EXERCISE -> Your answer should repeat every record verbatim.

Extracted data entries:
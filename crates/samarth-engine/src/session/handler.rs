//! One question in, one updated transcript out.

use super::{Conversation, Credentials, Turn};
use crate::engine::{AnalysisEngine, Answer};
use crate::error::SamarthError;
use crate::fetch::{DatasetSource, FetchRequest};
use crate::reporting::TableSnapshot;
use std::sync::Arc;
use tracing::{info, warn};

/// The result of handling one question.
#[derive(Debug)]
pub struct QueryOutcome {
    /// The updated transcript.
    pub conversation: Conversation,
    /// Set when the question could not be answered. The transcript already
    /// carries an error turn for it, except for missing credentials.
    pub error: Option<SamarthError>,
}

impl QueryOutcome {
    pub fn is_ok(&self) -> bool {
        self.error.is_none()
    }
}

/// Fetches a dataset for each question and answers it with the engine.
///
/// # Example
///
/// ```rust,ignore
/// use samarth_engine::{AnalysisEngine, Conversation, Credentials, QueryHandler};
/// use samarth_engine::fetch::WebhookSource;
/// use std::sync::Arc;
///
/// let handler = QueryHandler::new(AnalysisEngine::default(), Arc::new(WebhookSource::new()?));
/// let credentials = Credentials::new(Some(api_key), Some(endpoint));
///
/// let outcome = handler.handle(Conversation::new(), "Share of Union Taxes in Telangana", &credentials);
/// for turn in outcome.conversation.turns() {
///     println!("{}: {}", turn.role, turn.content);
/// }
/// ```
#[derive(Clone)]
pub struct QueryHandler {
    engine: AnalysisEngine,
    source: Arc<dyn DatasetSource>,
}

static_assertions::assert_impl_all!(QueryHandler: Send, Sync);

impl QueryHandler {
    pub fn new(engine: AnalysisEngine, source: Arc<dyn DatasetSource>) -> Self {
        Self { engine, source }
    }

    pub fn engine(&self) -> &AnalysisEngine {
        &self.engine
    }

    /// Handle a question.
    ///
    /// Missing credentials leave the conversation untouched. Otherwise the
    /// user's turn is always recorded, followed by either an answer or an
    /// error turn.
    pub fn handle(
        &self,
        conversation: Conversation,
        question: &str,
        credentials: &Credentials,
    ) -> QueryOutcome {
        let (api_key, endpoint) = match credentials.require() {
            Ok(pair) => pair,
            Err(e) => {
                warn!("Query rejected: {}", e);
                return QueryOutcome {
                    conversation,
                    error: Some(e),
                };
            }
        };

        info!("Handling question via {} source", self.source.name());
        let conversation = conversation.with_turn(Turn::user(question));

        let request = FetchRequest::new(endpoint, question, api_key);
        match self.source.fetch(&request) {
            Ok(dataset) => {
                let answer = self.engine.answer(question, &dataset);
                QueryOutcome {
                    conversation: conversation.with_turn(answer_turn(answer)),
                    error: None,
                }
            }
            Err(e) => {
                warn!("Fetch failed [{}]: {}", e.error_code(), e);
                QueryOutcome {
                    conversation: conversation.with_turn(Turn::error(e.to_string())),
                    error: Some(e),
                }
            }
        }
    }
}

fn answer_turn(answer: Answer) -> Turn {
    let table = answer.table.as_ref().map(TableSnapshot::from_frame);
    Turn::assistant(answer.markdown, table, Some(answer.citation))
}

ANSWER TO THE PROBLEM ->
filename crates/samarth-engine/src/session/handler.rs
//! One question in, one updated transcript out.

use super::{Conversation, Credentials, Turn};
use crate::engine::{AnalysisEngine, Answer};
use crate::error::SamarthError;
use crate::fetch::{DatasetSource, FetchRequest};
use crate::reporting::TableSnapshot;
use std::sync::Arc;
use tracing::{info, warn};

/// The result of handling one question.
#[derive(Debug)]
pub struct QueryOutcome {
    /// The updated transcript.
    pub conversation: Conversation,
    /// Set when the question could not be answered. The transcript already
    /// carries an error turn for it, except for missing credentials.
    pub error: Option<SamarthError>,
}

impl QueryOutcome {
    pub fn is_ok(&self) -> bool {
        self.error.is_none()
    }
}

/// Fetches a dataset for each question and answers it with the engine.
///
/// # Example
///
/// ```rust,ignore
/// use samarth_engine::{AnalysisEngine, Conversation, Credentials, QueryHandler};
/// use samarth_engine::fetch::WebhookSource;
/// use std::sync::Arc;
///
/// let handler = QueryHandler::new(AnalysisEngine::default(), Arc::new(WebhookSource::new()?));
/// let credentials = Credentials::new(Some(api_key), Some(endpoint));
///
/// let outcome = handler.handle(Conversation::new(), "Share of Union Taxes in Telangana", &credentials);
/// for turn in outcome.conversation.turns() {
///     println!("{}: {}", turn.role, turn.content);
/// }
/// ```
#[derive(Clone)]
pub struct QueryHandler {
    engine: AnalysisEngine,
    source: Arc<dyn DatasetSource>,
}

static_assertions::assert_impl_all!(QueryHandler: Send, Sync);

impl QueryHandler {
    pub fn new(engine: AnalysisEngine, source: Arc<dyn DatasetSource>) -> Self {
        Self { engine, source }
    }

    pub fn engine(&self) -> &AnalysisEngine {
        &self.engine
    }

    /// Handle a question.
    ///
    /// Missing credentials leave the conversation untouched. Otherwise the
    /// user's turn is always recorded, followed by either an answer or an
    /// error turn.
    pub fn handle(
        &self,
        conversation: Conversation,
        question: &str,
        credentials: &Credentials,
    ) -> QueryOutcome {
        let (api_key, endpoint) = match credentials.require() {
            Ok(pair) => pair,
            Err(e) => {
                warn!("Query rejected: {}", e);
                return QueryOutcome {
                    conversation,
                    error: Some(e),
                };
            }
        };

        info!("Handling question via {} source", self.source.name());
        let conversation = conversation.with_turn(Turn::user(question));

        let request = FetchRequest::new(endpoint, question, api_key);
        match self.source.fetch(&request) {
            Ok(dataset) => {
                let answer = self.engine.answer(question, &dataset);
                QueryOutcome {
                    conversation: conversation.with_turn(answer_turn(answer)),
                    error: None,
                }
            }
            Err(e) => {
                warn!("Fetch failed [{}]: {}", e.error_code(), e);
                QueryOutcome {
                    conversation: conversation.with_turn(Turn::error(e.to_string())),
                    error: Some(e),
                }
            }
        }
    }
}

fn answer_turn(answer: Answer) -> Turn {
    let table = answer.table.as_ref().map(TableSnapshot::from_frame);
    Turn::assistant(answer.markdown, table, Some(answer.citation))
}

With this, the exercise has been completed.